[Collected data entries]
* * * *
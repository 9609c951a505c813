use std::fmt::Write;

use flowdraw_layout::{ARROW_HALF_WIDTH, ARROW_LENGTH, ArrowMarker, EdgePath, Outline};
use flowdraw_model::Point;

use crate::{DisplayList, DrawCommand};

pub fn render_svg(list: &DisplayList) -> String {
    let mut out = String::new();
    let vp = list.viewport;
    let _ = writeln!(
        out,
        "<svg xmlns=\"http://www.w3.org/2000/svg\" width=\"{}\" height=\"{}\" viewBox=\"{} {} {} {}\">",
        num(vp.width),
        num(vp.height),
        num(vp.x),
        num(vp.y),
        num(vp.width),
        num(vp.height)
    );
    write_markers(&mut out);

    for command in &list.commands {
        write_command(&mut out, command);
    }

    let _ = writeln!(out, "</svg>");
    out
}

fn write_markers(out: &mut String) {
    let _ = writeln!(out, "<defs>");
    for marker in ArrowMarker::ALL {
        let _ = writeln!(
            out,
            "  <marker id=\"{}\" markerWidth=\"{}\" markerHeight=\"{}\" refX=\"{}\" refY=\"{}\" orient=\"auto\"><polygon points=\"0 0, {} {}, 0 {}\" fill=\"{}\"/></marker>",
            marker.id(),
            num(ARROW_LENGTH),
            num(ARROW_HALF_WIDTH * 2.0),
            num(ARROW_LENGTH),
            num(ARROW_HALF_WIDTH),
            num(ARROW_LENGTH),
            num(ARROW_HALF_WIDTH),
            num(ARROW_HALF_WIDTH * 2.0),
            marker.color()
        );
    }
    let _ = writeln!(out, "</defs>");
}

fn write_command(out: &mut String, command: &DrawCommand) {
    match command {
        DrawCommand::GridLine {
            from,
            to,
            color,
            width,
        } => {
            let _ = writeln!(
                out,
                "<line x1=\"{}\" y1=\"{}\" x2=\"{}\" y2=\"{}\" stroke=\"{}\" stroke-width=\"{}\"/>",
                num(from.x),
                num(from.y),
                num(to.x),
                num(to.y),
                color,
                num(*width)
            );
        }
        DrawCommand::HitStroke { path, width, .. } => {
            let _ = writeln!(
                out,
                "<path d=\"{}\" fill=\"none\" stroke=\"transparent\" stroke-width=\"{}\"/>",
                path_data(path),
                num(*width)
            );
        }
        DrawCommand::EdgeStroke {
            path,
            color,
            width,
            dash,
            marker,
        } => {
            let dash = match dash {
                Some([on, off]) => format!(" stroke-dasharray=\"{},{}\"", num(*on), num(*off)),
                None => String::new(),
            };
            let _ = writeln!(
                out,
                "<path d=\"{}\" fill=\"none\" stroke=\"{}\" stroke-width=\"{}\"{} marker-end=\"url(#{})\"/>",
                path_data(path),
                escape_xml(color),
                num(*width),
                dash,
                marker.id()
            );
        }
        DrawCommand::EdgeLabel {
            text,
            anchor,
            backing,
            size,
            color,
        } => {
            let _ = writeln!(
                out,
                "<rect x=\"{}\" y=\"{}\" width=\"{}\" height=\"{}\" fill=\"#FFFFFF\"/>",
                num(backing.x),
                num(backing.y),
                num(backing.width),
                num(backing.height)
            );
            let _ = writeln!(
                out,
                "<text x=\"{}\" y=\"{}\" text-anchor=\"middle\" font-size=\"{}\" fill=\"{}\">{}</text>",
                num(anchor.x),
                num(anchor.y),
                num(*size),
                color,
                escape_xml(text)
            );
        }
        DrawCommand::NodeShape { outline, fill, .. } => {
            write_outline(out, outline, &format!("fill=\"{}\"", escape_xml(fill)));
        }
        DrawCommand::Ring {
            outline,
            color,
            width,
        } => {
            write_outline(
                out,
                outline,
                &format!(
                    "fill=\"none\" stroke=\"{}\" stroke-width=\"{}\"",
                    color,
                    num(*width)
                ),
            );
        }
        DrawCommand::NodeLabel {
            lines,
            center_x,
            first_baseline,
            line_step,
            size,
            color,
        } => {
            let _ = write!(
                out,
                "<text text-anchor=\"middle\" font-size=\"{}\" fill=\"{}\">",
                num(*size),
                color
            );
            for (index, line) in lines.iter().enumerate() {
                let _ = write!(
                    out,
                    "<tspan x=\"{}\" y=\"{}\">{}</tspan>",
                    num(*center_x),
                    num(first_baseline + line_step * index as f64),
                    escape_xml(line)
                );
            }
            let _ = writeln!(out, "</text>");
        }
        DrawCommand::ToolBadge {
            center,
            radius,
            color,
            tooltip,
        } => {
            let _ = writeln!(
                out,
                "<circle cx=\"{}\" cy=\"{}\" r=\"{}\" fill=\"{}\"><title>{}</title></circle>",
                num(center.x),
                num(center.y),
                num(*radius),
                color,
                escape_xml(tooltip)
            );
        }
        DrawCommand::DeleteButton {
            center,
            radius,
            color,
            ..
        } => {
            let _ = writeln!(
                out,
                "<circle cx=\"{}\" cy=\"{}\" r=\"{}\" fill=\"{}\" stroke=\"white\" stroke-width=\"1.5\"/>",
                num(center.x),
                num(center.y),
                num(*radius),
                color
            );
        }
    }
}

fn write_outline(out: &mut String, outline: &Outline, paint: &str) {
    match outline {
        Outline::RoundedRect { rect, radius } => {
            let _ = writeln!(
                out,
                "<rect x=\"{}\" y=\"{}\" width=\"{}\" height=\"{}\" rx=\"{}\" {}/>",
                num(rect.x),
                num(rect.y),
                num(rect.width),
                num(rect.height),
                num(*radius),
                paint
            );
        }
        Outline::Ellipse { rect } => {
            let center = rect.center();
            let _ = writeln!(
                out,
                "<ellipse cx=\"{}\" cy=\"{}\" rx=\"{}\" ry=\"{}\" {}/>",
                num(center.x),
                num(center.y),
                num(rect.width / 2.0),
                num(rect.height / 2.0),
                paint
            );
        }
        Outline::Polygon { points } => {
            let points = points
                .iter()
                .map(|p| format!("{},{}", num(p.x), num(p.y)))
                .collect::<Vec<_>>()
                .join(" ");
            let _ = writeln!(out, "<polygon points=\"{}\" {}/>", points, paint);
        }
    }
}

fn path_data(path: &EdgePath) -> String {
    let pt = |p: Point| format!("{} {}", num(p.x), num(p.y));
    match *path {
        EdgePath::Line { start, end } => format!("M {} L {}", pt(start), pt(end)),
        EdgePath::Quadratic {
            start,
            control,
            end,
        } => format!("M {} Q {} {}", pt(start), pt(control), pt(end)),
        EdgePath::Cubic {
            start,
            cp1,
            cp2,
            end,
        } => format!("M {} C {}, {}, {}", pt(start), pt(cp1), pt(cp2), pt(end)),
    }
}

fn num(value: f64) -> String {
    let text = format!("{value:.2}");
    let text = text.trim_end_matches('0').trim_end_matches('.');
    if text == "-0" {
        "0".to_string()
    } else {
        text.to_string()
    }
}

fn escape_xml(input: &str) -> String {
    let mut out = String::with_capacity(input.len());
    for ch in input.chars() {
        match ch {
            '&' => out.push_str("&amp;"),
            '<' => out.push_str("&lt;"),
            '>' => out.push_str("&gt;"),
            '"' => out.push_str("&quot;"),
            '\'' => out.push_str("&apos;"),
            _ => out.push(ch),
        }
    }
    out
}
* * * *
▶ [Task statement] Please reproduce each entry above exactly as it reads.

▶ [Written reply]
repository 9609c951a505c813
use std::fmt::Write;

use flowdraw_layout::{ARROW_HALF_WIDTH, ARROW_LENGTH, ArrowMarker, EdgePath, Outline};
use flowdraw_model::Point;

use crate::{DisplayList, DrawCommand};

pub fn render_svg(list: &DisplayList) -> String {
    let mut out = String::new();
    let vp = list.viewport;
    let _ = writeln!(
        out,
        "<svg xmlns=\"http://www.w3.org/2000/svg\" width=\"{}\" height=\"{}\" viewBox=\"{} {} {} {}\">",
        num(vp.width),
        num(vp.height),
        num(vp.x),
        num(vp.y),
        num(vp.width),
        num(vp.height)
    );
    write_markers(&mut out);

    for command in &list.commands {
        write_command(&mut out, command);
    }

    let _ = writeln!(out, "</svg>");
    out
}

fn write_markers(out: &mut String) {
    let _ = writeln!(out, "<defs>");
    for marker in ArrowMarker::ALL {
        let _ = writeln!(
            out,
            "  <marker id=\"{}\" markerWidth=\"{}\" markerHeight=\"{}\" refX=\"{}\" refY=\"{}\" orient=\"auto\"><polygon points=\"0 0, {} {}, 0 {}\" fill=\"{}\"/></marker>",
            marker.id(),
            num(ARROW_LENGTH),
            num(ARROW_HALF_WIDTH * 2.0),
            num(ARROW_LENGTH),
            num(ARROW_HALF_WIDTH),
            num(ARROW_LENGTH),
            num(ARROW_HALF_WIDTH),
            num(ARROW_HALF_WIDTH * 2.0),
            marker.color()
        );
    }
    let _ = writeln!(out, "</defs>");
}

fn write_command(out: &mut String, command: &DrawCommand) {
    match command {
        DrawCommand::GridLine {
            from,
            to,
            color,
            width,
        } => {
            let _ = writeln!(
                out,
                "<line x1=\"{}\" y1=\"{}\" x2=\"{}\" y2=\"{}\" stroke=\"{}\" stroke-width=\"{}\"/>",
                num(from.x),
                num(from.y),
                num(to.x),
                num(to.y),
                color,
                num(*width)
            );
        }
        DrawCommand::HitStroke { path, width, .. } => {
            let _ = writeln!(
                out,
                "<path d=\"{}\" fill=\"none\" stroke=\"transparent\" stroke-width=\"{}\"/>",
                path_data(path),
                num(*width)
            );
        }
        DrawCommand::EdgeStroke {
            path,
            color,
            width,
            dash,
            marker,
        } => {
            let dash = match dash {
                Some([on, off]) => format!(" stroke-dasharray=\"{},{}\"", num(*on), num(*off)),
                None => String::new(),
            };
            let _ = writeln!(
                out,
                "<path d=\"{}\" fill=\"none\" stroke=\"{}\" stroke-width=\"{}\"{} marker-end=\"url(#{})\"/>",
                path_data(path),
                escape_xml(color),
                num(*width),
                dash,
                marker.id()
            );
        }
        DrawCommand::EdgeLabel {
            text,
            anchor,
            backing,
            size,
            color,
        } => {
            let _ = writeln!(
                out,
                "<rect x=\"{}\" y=\"{}\" width=\"{}\" height=\"{}\" fill=\"#FFFFFF\"/>",
                num(backing.x),
                num(backing.y),
                num(backing.width),
                num(backing.height)
            );
            let _ = writeln!(
                out,
                "<text x=\"{}\" y=\"{}\" text-anchor=\"middle\" font-size=\"{}\" fill=\"{}\">{}</text>",
                num(anchor.x),
                num(anchor.y),
                num(*size),
                color,
                escape_xml(text)
            );
        }
        DrawCommand::NodeShape { outline, fill, .. } => {
            write_outline(out, outline, &format!("fill=\"{}\"", escape_xml(fill)));
        }
        DrawCommand::Ring {
            outline,
            color,
            width,
        } => {
            write_outline(
                out,
                outline,
                &format!(
                    "fill=\"none\" stroke=\"{}\" stroke-width=\"{}\"",
                    color,
                    num(*width)
                ),
            );
        }
        DrawCommand::NodeLabel {
            lines,
            center_x,
            first_baseline,
            line_step,
            size,
            color,
        } => {
            let _ = write!(
                out,
                "<text text-anchor=\"middle\" font-size=\"{}\" fill=\"{}\">",
                num(*size),
                color
            );
            for (index, line) in lines.iter().enumerate() {
                let _ = write!(
                    out,
                    "<tspan x=\"{}\" y=\"{}\">{}</tspan>",
                    num(*center_x),
                    num(first_baseline + line_step * index as f64),
                    escape_xml(line)
                );
            }
            let _ = writeln!(out, "</text>");
        }
        DrawCommand::ToolBadge {
            center,
            radius,
            color,
            tooltip,
        } => {
            let _ = writeln!(
                out,
                "<circle cx=\"{}\" cy=\"{}\" r=\"{}\" fill=\"{}\"><title>{}</title></circle>",
                num(center.x),
                num(center.y),
                num(*radius),
                color,
                escape_xml(tooltip)
            );
        }
        DrawCommand::DeleteButton {
            center,
            radius,
            color,
            ..
        } => {
            let _ = writeln!(
                out,
                "<circle cx=\"{}\" cy=\"{}\" r=\"{}\" fill=\"{}\" stroke=\"white\" stroke-width=\"1.5\"/>",
                num(center.x),
                num(center.y),
                num(*radius),
                color
            );
        }
    }
}

fn write_outline(out: &mut String, outline: &Outline, paint: &str) {
    match outline {
        Outline::RoundedRect { rect, radius } => {
            let _ = writeln!(
                out,
                "<rect x=\"{}\" y=\"{}\" width=\"{}\" height=\"{}\" rx=\"{}\" {}/>",
                num(rect.x),
                num(rect.y),
                num(rect.width),
                num(rect.height),
                num(*radius),
                paint
            );
        }
        Outline::Ellipse { rect } => {
            let center = rect.center();
            let _ = writeln!(
                out,
                "<ellipse cx=\"{}\" cy=\"{}\" rx=\"{}\" ry=\"{}\" {}/>",
                num(center.x),
                num(center.y),
                num(rect.width / 2.0),
                num(rect.height / 2.0),
                paint
            );
        }
        Outline::Polygon { points } => {
            let points = points
                .iter()
                .map(|p| format!("{},{}", num(p.x), num(p.y)))
                .collect::<Vec<_>>()
                .join(" ");
            let _ = writeln!(out, "<polygon points=\"{}\" {}/>", points, paint);
        }
    }
}

fn path_data(path: &EdgePath) -> String {
    let pt = |p: Point| format!("{} {}", num(p.x), num(p.y));
    match *path {
        EdgePath::Line { start, end } => format!("M {} L {}", pt(start), pt(end)),
        EdgePath::Quadratic {
            start,
            control,
            end,
        } => format!("M {} Q {} {}", pt(start), pt(control), pt(end)),
        EdgePath::Cubic {
            start,
            cp1,
            cp2,
            end,
        } => format!("M {} C {}, {}, {}", pt(start), pt(cp1), pt(cp2), pt(end)),
    }
}

fn num(value: f64) -> String {
    let text = format!("{value:.2}");
    let text = text.trim_end_matches('0').trim_end_matches('.');
    if text == "-0" {
        "0".to_string()
    } else {
        text.to_string()
    }
}

fn escape_xml(input: &str) -> String {
    let mut out = String::with_capacity(input.len());
    for ch in input.chars() {
        match ch {
            '&' => out.push_str("&amp;"),
            '<' => out.push_str("&lt;"),
            '>' => out.push_str("&gt;"),
            '"' => out.push_str("&quot;"),
            '\'' => out.push_str("&apos;"),
            _ => out.push(ch),
        }
    }
    out
}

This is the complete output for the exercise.